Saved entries

■ ■ ■ ■ ■

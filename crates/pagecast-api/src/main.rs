//! pagecast server: ingestion API and edge file server.

use clap::{Parser, ValueEnum};
use pagecast_api::{AppState, edge, routes};
use pagecast_config::SystemConfig;
use pagecast_db::{PgJobQueue, PgStatusStore, create_pool};
use std::path::PathBuf;
use std::sync::Arc;
use tokio::net::TcpListener;
use tokio_util::sync::CancellationToken;
use tower_http::cors::{Any, CorsLayer};
use tower_http::trace::TraceLayer;
use tracing::info;
use tracing_subscriber::EnvFilter;

#[derive(Parser)]
#[command(name = "pagecast-server")]
#[command(about = "Serve the pagecast ingestion API and edge file server")]
struct Args {
    /// Configuration file (KDL)
    #[arg(long, env = "PAGECAST_CONFIG")]
    config: Option<PathBuf>,

    /// Log output format
    #[arg(long, value_enum, default_value = "text", env = "PAGECAST_LOG_FORMAT")]
    log_format: LogFormat,
}

#[derive(Clone, Copy, ValueEnum)]
enum LogFormat {
    Text,
    Json,
}

#[tokio::main]
async fn main() -> anyhow::Result<()> {
    dotenvy::dotenv().ok();
    let args = Args::parse();

    // Initialize tracing
    let filter = EnvFilter::try_from_default_env().unwrap_or_else(|_| EnvFilter::new("info"));
    match args.log_format {
        LogFormat::Text => tracing_subscriber::fmt().with_env_filter(filter).init(),
        LogFormat::Json => tracing_subscriber::fmt().json().with_env_filter(filter).init(),
    }

    let config = SystemConfig::load(args.config.as_deref())?;
    let store = pagecast_storage::from_config(&config.storage)?;
    info!(storage = store.name(), "Object store ready");

    info!("Connecting to database...");
    let pool = create_pool(&config.queue.database_url).await?;
    info!("Database connected");

    let queue = Arc::new(PgJobQueue::new(pool.clone(), config.queue.poll_interval));
    let status = Arc::new(PgStatusStore::new(pool));
    let state = AppState::new(
        store.clone(),
        queue,
        status,
        config.worker.workspace.join("clones"),
    );

    let api = routes::router(state).layer(TraceLayer::new_for_http()).layer(
        CorsLayer::new()
            .allow_origin(Any)
            .allow_methods(Any)
            .allow_headers(Any),
    );
    let edge = edge::router(store).layer(TraceLayer::new_for_http());

    let shutdown = CancellationToken::new();
    tokio::spawn({
        let shutdown = shutdown.clone();
        async move {
            if tokio::signal::ctrl_c().await.is_ok() {
                info!("Shutdown requested");
            }
            shutdown.cancel();
        }
    });

    let api_listener = TcpListener::bind(config.http.api_addr).await?;
    let edge_listener = TcpListener::bind(config.http.edge_addr).await?;
    info!(api = %config.http.api_addr, edge = %config.http.edge_addr, "Starting servers");

    let api_shutdown = shutdown.clone();
    let edge_shutdown = shutdown.clone();
    tokio::try_join!(
        async move {
            axum::serve(api_listener, api)
                .with_graceful_shutdown(async move { api_shutdown.cancelled().await })
                .await
        },
        async move {
            axum::serve(edge_listener, edge)
                .with_graceful_shutdown(async move { edge_shutdown.cancelled().await })
                .await
        },
    )?;

    Ok(())
}
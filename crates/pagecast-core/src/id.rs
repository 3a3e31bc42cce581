//! Deployment job identifiers.

use derive_more::Display;
use serde::{Deserialize, Serialize};
use uuid::Uuid;

use crate::Error;

const MAX_LEN: usize = 128;
const GENERATED_LEN: usize = 12;

/// Identifier of a deployment job.
///
/// The id is the object-store prefix of the job's files and the subdomain label
/// its artifact is served from, so it may not contain path separators, dots,
/// whitespace or control characters.
#[derive(Debug, Clone, PartialEq, Eq, Hash, PartialOrd, Ord, Serialize, Deserialize, Display)]
#[serde(try_from = "String", into = "String")]
#[display("{_0}")]
pub struct JobId(String);

impl JobId {
    /// Generate a fresh id: twelve lowercase hex characters.
    pub fn generate() -> Self {
        let mut id = Uuid::new_v4().simple().to_string();
        id.truncate(GENERATED_LEN);
        Self(id)
    }

    /// Validate and wrap an id received from outside the process.
    pub fn parse(raw: impl Into<String>) -> Result<Self, Error> {
        let raw = raw.into();
        if raw.is_empty() {
            return Err(Error::InvalidInput("job id is empty".to_string()));
        }
        if raw.len() > MAX_LEN {
            return Err(Error::InvalidInput(format!(
                "job id longer than {} bytes",
                MAX_LEN
            )));
        }
        if let Some(c) = raw
            .chars()
            .find(|c| matches!(c, '/' | '\\' | '.') || c.is_whitespace() || c.is_control())
        {
            return Err(Error::InvalidInput(format!(
                "job id {:?} contains forbidden character {:?}",
                raw, c
            )));
        }
        Ok(Self(raw))
    }

    pub fn as_str(&self) -> &str {
        &self.0
    }
}

impl AsRef<str> for JobId {
    fn as_ref(&self) -> &str {
        &self.0
    }
}

impl TryFrom<String> for JobId {
    type Error = Error;

    fn try_from(value: String) -> Result<Self, Self::Error> {
        Self::parse(value)
    }
}

impl From<JobId> for String {
    fn from(id: JobId) -> Self {
        id.0
    }
}

impl std::str::FromStr for JobId {
    type Err = Error;

    fn from_str(s: &str) -> Result<Self, Self::Err> {
        Self::parse(s)
    }
}
//! KDL configuration file parsing.
//!
//! ```kdl
//! storage "s3" {
//!     bucket "sites"
//!     region "eu-west-1"
//! }
//! queue {
//!     database-url "postgres://pagecast@localhost/pagecast"
//!     poll-interval-ms 500
//! }
//! worker {
//!     workspace "/var/lib/pagecast"
//!     build-timeout-secs 900
//! }
//! ```
//!
//! Credentials are never read from the file; they only come from the
//! environment.

use crate::{ConfigError, ConfigResult};
use kdl::{KdlDocument, KdlNode, KdlValue};
use std::collections::HashMap;
use std::path::Path;

/// Default file name looked up in the working directory.
pub const DEFAULT_CONFIG_FILE: &str = "pagecast.kdl";

const SECTIONS: &[(&str, &[&str])] = &[
    ("storage", &["bucket", "region", "endpoint", "root"]),
    (
        "queue",
        &["database-url", "poll-interval-ms", "visibility-timeout-secs"],
    ),
    (
        "worker",
        &[
            "workspace",
            "retry-delay-secs",
            "npm",
            "build-timeout-secs",
            "transfer-concurrency",
        ],
    ),
    ("http", &["api-addr", "edge-addr"]),
];

/// Raw values read from a configuration file, keyed `section.key`.
#[derive(Debug, Clone, Default, PartialEq, Eq)]
pub struct FileConfig {
    values: HashMap<String, String>,
}

impl FileConfig {
    pub fn get(&self, key: &str) -> Option<&str> {
        self.values.get(key).map(|v| v.as_str())
    }

    /// Read `path` if given, otherwise `pagecast.kdl` when it exists.
    /// An explicitly given path must exist.
    pub fn load(path: Option<&Path>) -> ConfigResult<Self> {
        match path {
            Some(path) => parse_config_file(&std::fs::read_to_string(path)?),
            None => {
                let default = Path::new(DEFAULT_CONFIG_FILE);
                if default.is_file() {
                    parse_config_file(&std::fs::read_to_string(default)?)
                } else {
                    Ok(Self::default())
                }
            }
        }
    }
}

/// Parse configuration from KDL text.
pub fn parse_config_file(kdl: &str) -> ConfigResult<FileConfig> {
    let doc: KdlDocument = kdl.parse()?;
    let mut values = HashMap::new();

    for node in doc.nodes() {
        let section = node.name().value();
        let Some((_, keys)) = SECTIONS.iter().find(|(name, _)| *name == section) else {
            return Err(ConfigError::InvalidValue {
                field: section.to_string(),
                message: "unknown configuration section".to_string(),
            });
        };

        if section == "storage" {
            if let Some(backend) = get_first_arg(node) {
                values.insert("storage.backend".to_string(), backend);
            }
        }

        let Some(children) = node.children() else {
            continue;
        };
        for child in children.nodes() {
            let name = child.name().value();
            let key = format!("{}.{}", section, name);
            if !keys.contains(&name) {
                return Err(ConfigError::InvalidValue {
                    field: key,
                    message: "unknown configuration key".to_string(),
                });
            }
            let value = get_first_arg(child)
                .ok_or_else(|| ConfigError::MissingField(format!("value for {}", key)))?;
            values.insert(key, value);
        }
    }

    Ok(FileConfig { values })
}

fn get_first_arg(node: &KdlNode) -> Option<String> {
    node.entries()
        .iter()
        .find(|e| e.name().is_none())
        .and_then(|e| value_to_string(e.value()))
}

fn value_to_string(value: &KdlValue) -> Option<String> {
    if let Some(s) = value.as_string() {
        return Some(s.to_string());
    }
    if let Some(i) = value.as_integer() {
        return Some(i.to_string());
    }
    value.as_bool().map(|b| b.to_string())
}
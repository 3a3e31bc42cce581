//! File extension to MIME type mapping used for uploads and edge responses.

use std::path::Path;

pub const OCTET_STREAM: &str = "application/octet-stream";

/// Content type for a path or key, derived only from its extension.
pub fn content_type_for(path: &str) -> &'static str {
    let Some(ext) = Path::new(path).extension().and_then(|e| e.to_str()) else {
        return OCTET_STREAM;
    };

    match ext.to_ascii_lowercase().as_str() {
        "html" => "text/html",
        "css" => "text/css",
        "js" => "application/javascript",
        "json" => "application/json",
        "png" => "image/png",
        "jpg" | "jpeg" => "image/jpeg",
        "gif" => "image/gif",
        "svg" => "image/svg+xml",
        "ico" => "image/x-icon",
        "woff" => "font/woff",
        "woff2" => "font/woff2",
        "ttf" => "font/ttf",
        "eot" => "font/eot",
        _ => OCTET_STREAM,
    }
}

■ ■ ■ ■ ■

__WHAT IS BEING ASKED__
Please return exactly the lines from the opening line of the data above through the line with "dotenvy::dotenv().ok();", both included and nothing else.

__ANSWER TO THE EXERCISE__
filename crates/pagecast-api/src/main.rs
//! pagecast server: ingestion API and edge file server.

use clap::{Parser, ValueEnum};
use pagecast_api::{AppState, edge, routes};
use pagecast_config::SystemConfig;
use pagecast_db::{PgJobQueue, PgStatusStore, create_pool};
use std::path::PathBuf;
use std::sync::Arc;
use tokio::net::TcpListener;
use tokio_util::sync::CancellationToken;
use tower_http::cors::{Any, CorsLayer};
use tower_http::trace::TraceLayer;
use tracing::info;
use tracing_subscriber::EnvFilter;

#[derive(Parser)]
#[command(name = "pagecast-server")]
#[command(about = "Serve the pagecast ingestion API and edge file server")]
struct Args {
    /// Configuration file (KDL)
    #[arg(long, env = "PAGECAST_CONFIG")]
    config: Option<PathBuf>,

    /// Log output format
    #[arg(long, value_enum, default_value = "text", env = "PAGECAST_LOG_FORMAT")]
    log_format: LogFormat,
}

#[derive(Clone, Copy, ValueEnum)]
enum LogFormat {
    Text,
    Json,
}

#[tokio::main]
async fn main() -> anyhow::Result<()> {
    dotenvy::dotenv().ok();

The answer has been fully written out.